Wherever a line in the data holds the word "bool", pull that line out.

═══ EXTRACTED MATERIAL

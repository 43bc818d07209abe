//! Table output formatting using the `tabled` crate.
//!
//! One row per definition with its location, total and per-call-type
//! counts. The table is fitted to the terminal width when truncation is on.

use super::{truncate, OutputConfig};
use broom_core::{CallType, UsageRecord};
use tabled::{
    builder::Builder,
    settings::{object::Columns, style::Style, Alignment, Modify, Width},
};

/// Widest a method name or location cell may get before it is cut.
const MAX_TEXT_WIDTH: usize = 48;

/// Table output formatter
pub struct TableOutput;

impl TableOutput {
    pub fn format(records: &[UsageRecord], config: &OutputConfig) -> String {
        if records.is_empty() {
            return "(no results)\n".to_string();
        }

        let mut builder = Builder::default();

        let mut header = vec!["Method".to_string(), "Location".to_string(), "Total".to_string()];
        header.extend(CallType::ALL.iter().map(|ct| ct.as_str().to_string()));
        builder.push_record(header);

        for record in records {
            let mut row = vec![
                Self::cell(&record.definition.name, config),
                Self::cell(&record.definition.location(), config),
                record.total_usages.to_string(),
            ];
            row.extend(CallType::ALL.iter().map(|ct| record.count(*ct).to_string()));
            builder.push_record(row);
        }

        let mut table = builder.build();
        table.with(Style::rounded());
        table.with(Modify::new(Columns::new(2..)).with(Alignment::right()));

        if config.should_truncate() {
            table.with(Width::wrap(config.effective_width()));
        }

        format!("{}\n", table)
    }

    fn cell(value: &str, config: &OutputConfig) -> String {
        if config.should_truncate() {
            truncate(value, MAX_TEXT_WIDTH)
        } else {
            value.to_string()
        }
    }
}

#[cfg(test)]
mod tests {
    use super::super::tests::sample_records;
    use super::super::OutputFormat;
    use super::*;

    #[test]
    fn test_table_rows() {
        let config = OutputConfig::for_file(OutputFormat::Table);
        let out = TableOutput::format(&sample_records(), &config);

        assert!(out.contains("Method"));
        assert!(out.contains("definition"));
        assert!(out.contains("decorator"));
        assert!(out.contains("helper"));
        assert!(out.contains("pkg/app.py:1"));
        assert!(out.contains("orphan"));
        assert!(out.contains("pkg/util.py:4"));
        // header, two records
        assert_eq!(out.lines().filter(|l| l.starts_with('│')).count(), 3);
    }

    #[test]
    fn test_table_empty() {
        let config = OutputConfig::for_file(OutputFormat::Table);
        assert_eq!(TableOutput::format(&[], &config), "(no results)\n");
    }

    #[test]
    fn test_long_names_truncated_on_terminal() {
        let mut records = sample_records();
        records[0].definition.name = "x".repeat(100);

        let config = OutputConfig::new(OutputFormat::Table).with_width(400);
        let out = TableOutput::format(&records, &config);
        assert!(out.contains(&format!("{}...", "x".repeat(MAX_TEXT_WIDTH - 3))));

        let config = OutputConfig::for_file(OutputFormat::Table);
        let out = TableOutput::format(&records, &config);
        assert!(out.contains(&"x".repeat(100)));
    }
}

══════
═══ EXTRACTED MATERIAL

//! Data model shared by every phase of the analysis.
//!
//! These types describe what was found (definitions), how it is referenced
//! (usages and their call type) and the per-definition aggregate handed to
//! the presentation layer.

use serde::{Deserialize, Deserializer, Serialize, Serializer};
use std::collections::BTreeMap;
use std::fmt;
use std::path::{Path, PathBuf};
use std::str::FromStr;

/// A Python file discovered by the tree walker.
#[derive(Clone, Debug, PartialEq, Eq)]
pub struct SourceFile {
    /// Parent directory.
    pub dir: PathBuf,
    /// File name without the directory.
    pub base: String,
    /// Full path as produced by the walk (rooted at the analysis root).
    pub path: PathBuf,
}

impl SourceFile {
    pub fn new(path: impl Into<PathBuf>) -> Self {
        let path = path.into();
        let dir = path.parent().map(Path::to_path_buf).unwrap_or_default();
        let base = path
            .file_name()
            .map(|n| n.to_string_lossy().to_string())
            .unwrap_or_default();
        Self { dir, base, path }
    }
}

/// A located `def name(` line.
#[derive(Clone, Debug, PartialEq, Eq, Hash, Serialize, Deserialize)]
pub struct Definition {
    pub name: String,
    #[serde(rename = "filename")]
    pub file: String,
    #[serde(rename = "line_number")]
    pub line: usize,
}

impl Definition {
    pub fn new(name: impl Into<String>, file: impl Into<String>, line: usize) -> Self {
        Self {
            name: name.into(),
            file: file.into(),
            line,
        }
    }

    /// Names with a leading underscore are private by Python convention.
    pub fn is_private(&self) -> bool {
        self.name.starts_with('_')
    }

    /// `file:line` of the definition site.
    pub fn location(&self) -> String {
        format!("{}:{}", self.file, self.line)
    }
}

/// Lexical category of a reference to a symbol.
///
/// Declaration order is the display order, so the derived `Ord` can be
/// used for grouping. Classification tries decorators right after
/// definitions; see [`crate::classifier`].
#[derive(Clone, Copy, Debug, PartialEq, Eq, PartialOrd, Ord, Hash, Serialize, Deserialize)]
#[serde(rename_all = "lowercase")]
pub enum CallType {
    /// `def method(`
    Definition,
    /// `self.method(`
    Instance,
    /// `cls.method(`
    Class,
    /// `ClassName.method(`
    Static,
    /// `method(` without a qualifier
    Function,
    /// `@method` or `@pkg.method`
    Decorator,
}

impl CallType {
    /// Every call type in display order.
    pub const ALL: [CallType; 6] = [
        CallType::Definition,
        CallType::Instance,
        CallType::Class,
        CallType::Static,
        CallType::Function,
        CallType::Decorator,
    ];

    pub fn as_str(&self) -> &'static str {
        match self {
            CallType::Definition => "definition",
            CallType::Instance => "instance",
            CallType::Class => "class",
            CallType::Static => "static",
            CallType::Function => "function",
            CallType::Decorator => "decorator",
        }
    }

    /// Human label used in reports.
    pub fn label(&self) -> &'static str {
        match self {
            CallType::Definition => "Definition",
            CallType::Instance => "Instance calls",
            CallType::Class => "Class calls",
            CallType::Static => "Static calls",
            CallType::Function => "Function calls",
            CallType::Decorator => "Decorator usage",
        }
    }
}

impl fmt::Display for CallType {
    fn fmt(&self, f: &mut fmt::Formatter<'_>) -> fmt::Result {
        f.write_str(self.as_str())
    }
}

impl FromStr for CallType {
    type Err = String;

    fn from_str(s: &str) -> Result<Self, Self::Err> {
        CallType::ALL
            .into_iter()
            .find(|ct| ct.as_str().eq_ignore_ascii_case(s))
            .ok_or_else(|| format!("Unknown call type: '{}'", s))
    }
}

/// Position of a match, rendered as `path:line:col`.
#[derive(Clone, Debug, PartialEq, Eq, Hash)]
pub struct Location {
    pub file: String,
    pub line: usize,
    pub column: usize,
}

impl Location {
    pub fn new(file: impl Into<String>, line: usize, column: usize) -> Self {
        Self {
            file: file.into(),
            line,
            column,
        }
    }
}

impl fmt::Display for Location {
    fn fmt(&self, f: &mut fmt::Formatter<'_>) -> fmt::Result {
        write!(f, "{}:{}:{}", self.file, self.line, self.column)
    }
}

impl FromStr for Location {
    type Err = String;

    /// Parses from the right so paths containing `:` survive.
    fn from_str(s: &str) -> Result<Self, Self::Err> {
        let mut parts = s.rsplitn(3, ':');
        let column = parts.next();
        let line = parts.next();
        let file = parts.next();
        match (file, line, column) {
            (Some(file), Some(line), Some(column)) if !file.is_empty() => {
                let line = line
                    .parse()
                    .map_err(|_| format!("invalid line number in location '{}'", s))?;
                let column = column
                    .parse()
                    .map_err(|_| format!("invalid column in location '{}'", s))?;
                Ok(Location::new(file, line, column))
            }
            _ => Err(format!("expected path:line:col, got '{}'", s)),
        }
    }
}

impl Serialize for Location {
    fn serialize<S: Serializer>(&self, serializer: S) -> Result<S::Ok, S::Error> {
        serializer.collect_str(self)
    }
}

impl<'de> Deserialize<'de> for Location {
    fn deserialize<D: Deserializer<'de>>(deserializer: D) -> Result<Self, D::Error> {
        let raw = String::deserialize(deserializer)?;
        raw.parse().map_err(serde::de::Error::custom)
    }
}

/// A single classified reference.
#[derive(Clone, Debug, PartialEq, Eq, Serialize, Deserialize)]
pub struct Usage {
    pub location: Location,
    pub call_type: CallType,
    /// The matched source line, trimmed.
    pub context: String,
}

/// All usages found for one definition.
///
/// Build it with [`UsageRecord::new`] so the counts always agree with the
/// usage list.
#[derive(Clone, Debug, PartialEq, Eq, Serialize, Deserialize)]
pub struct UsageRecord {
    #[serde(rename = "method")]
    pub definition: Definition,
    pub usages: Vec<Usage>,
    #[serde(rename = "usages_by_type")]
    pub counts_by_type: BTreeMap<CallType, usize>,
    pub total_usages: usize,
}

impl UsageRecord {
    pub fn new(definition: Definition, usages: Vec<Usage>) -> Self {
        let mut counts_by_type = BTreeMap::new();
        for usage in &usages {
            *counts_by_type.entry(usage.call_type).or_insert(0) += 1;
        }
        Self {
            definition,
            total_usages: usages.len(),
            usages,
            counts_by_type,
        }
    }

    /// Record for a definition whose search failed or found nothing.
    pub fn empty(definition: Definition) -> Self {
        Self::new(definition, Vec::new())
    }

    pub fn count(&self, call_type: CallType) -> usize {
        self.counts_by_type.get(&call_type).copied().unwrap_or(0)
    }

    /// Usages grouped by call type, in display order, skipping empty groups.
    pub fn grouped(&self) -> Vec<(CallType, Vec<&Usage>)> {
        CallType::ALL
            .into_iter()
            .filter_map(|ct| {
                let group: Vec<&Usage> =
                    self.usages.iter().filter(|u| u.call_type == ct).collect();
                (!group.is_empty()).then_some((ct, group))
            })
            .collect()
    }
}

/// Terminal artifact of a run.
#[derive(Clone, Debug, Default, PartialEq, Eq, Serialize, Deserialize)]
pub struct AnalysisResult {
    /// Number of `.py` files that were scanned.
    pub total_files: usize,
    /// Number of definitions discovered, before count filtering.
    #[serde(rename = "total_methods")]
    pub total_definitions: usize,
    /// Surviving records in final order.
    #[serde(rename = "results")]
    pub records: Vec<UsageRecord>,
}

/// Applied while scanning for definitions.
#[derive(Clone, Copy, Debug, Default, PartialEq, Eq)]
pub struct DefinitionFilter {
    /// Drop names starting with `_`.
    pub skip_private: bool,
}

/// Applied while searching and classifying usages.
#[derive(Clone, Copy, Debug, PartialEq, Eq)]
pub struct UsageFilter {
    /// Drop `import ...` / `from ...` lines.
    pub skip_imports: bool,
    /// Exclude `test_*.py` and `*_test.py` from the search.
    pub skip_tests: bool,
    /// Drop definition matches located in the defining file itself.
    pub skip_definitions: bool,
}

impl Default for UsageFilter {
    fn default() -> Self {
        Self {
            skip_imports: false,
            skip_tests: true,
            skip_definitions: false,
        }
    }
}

══════

=== ANSWER BELOW ===
    pub fn is_private(&self) -> bool {
    pub skip_private: bool,
    pub skip_imports: bool,
    pub skip_tests: bool,
    pub skip_definitions: bool,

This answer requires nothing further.